TASK INSTRUCTIONS:
Nothing but the lines from the one containing "queue.insert(ids.baz_2_0, QueueOp::Install);" through the end of the data should be output, each reproduced exactly.

*** SUPPLIED DATA ***

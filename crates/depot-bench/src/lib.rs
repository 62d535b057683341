//! Benchmark harness crate for the cache and solver.
//!
//! # Running benchmarks
//!
//! ```bash
//! cargo bench --package depot-bench
//! ```
//! Solver resolution benchmarks.

use criterion::{black_box, criterion_group, criterion_main, Criterion};
use depot_policy::{InstallPolicy, LockSet};
use depot_resolver::{solve, Priorities, Queue, QueueOp};
use depot_test_utils::scenario_cache;

fn bench_solve_simple_install(c: &mut Criterion) {
    let (cache, ids) = scenario_cache();
    let policy = InstallPolicy::new(LockSet::new(vec![]));
    let priorities: Priorities = cache.get_packages(None).map(|p| (p.id(), 0)).collect();

    let mut queue = Queue::new();
    queue.insert(ids.foo_1_0, QueueOp::Install);

    c.bench_function("solver/install_single_package", |b| {
        b.iter(|| black_box(solve(&cache, &queue, &policy, &priorities)));
    });
}

fn bench_solve_upgrade_same_name(c: &mut Criterion) {
    let (cache, ids) = scenario_cache();
    let policy = InstallPolicy::new(LockSet::new(vec![]));
    let priorities: Priorities = cache.get_packages(None).map(|p| (p.id(), 0)).collect();

    let mut queue = Queue::new();
    queue.insert(ids.baz_2_0, QueueOp::Install);

    c.bench_function("solver/upgrade_same_name_package", |b| {
        b.iter(|| black_box(solve(&cache, &queue, &policy, &priorities)));
    });
}

criterion_group!(benches, bench_solve_simple_install, bench_solve_upgrade_same_name);
criterion_main!(benches);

*** End of SUPPLIED DATA ***

SOLVED PROBLEM:
    queue.insert(ids.baz_2_0, QueueOp::Install);

    c.bench_function("solver/upgrade_same_name_package", |b| {
        b.iter(|| black_box(solve(&cache, &queue, &policy, &priorities)));
    });
}

criterion_group!(benches, bench_solve_simple_install, bench_solve_upgrade_same_name);
criterion_main!(benches);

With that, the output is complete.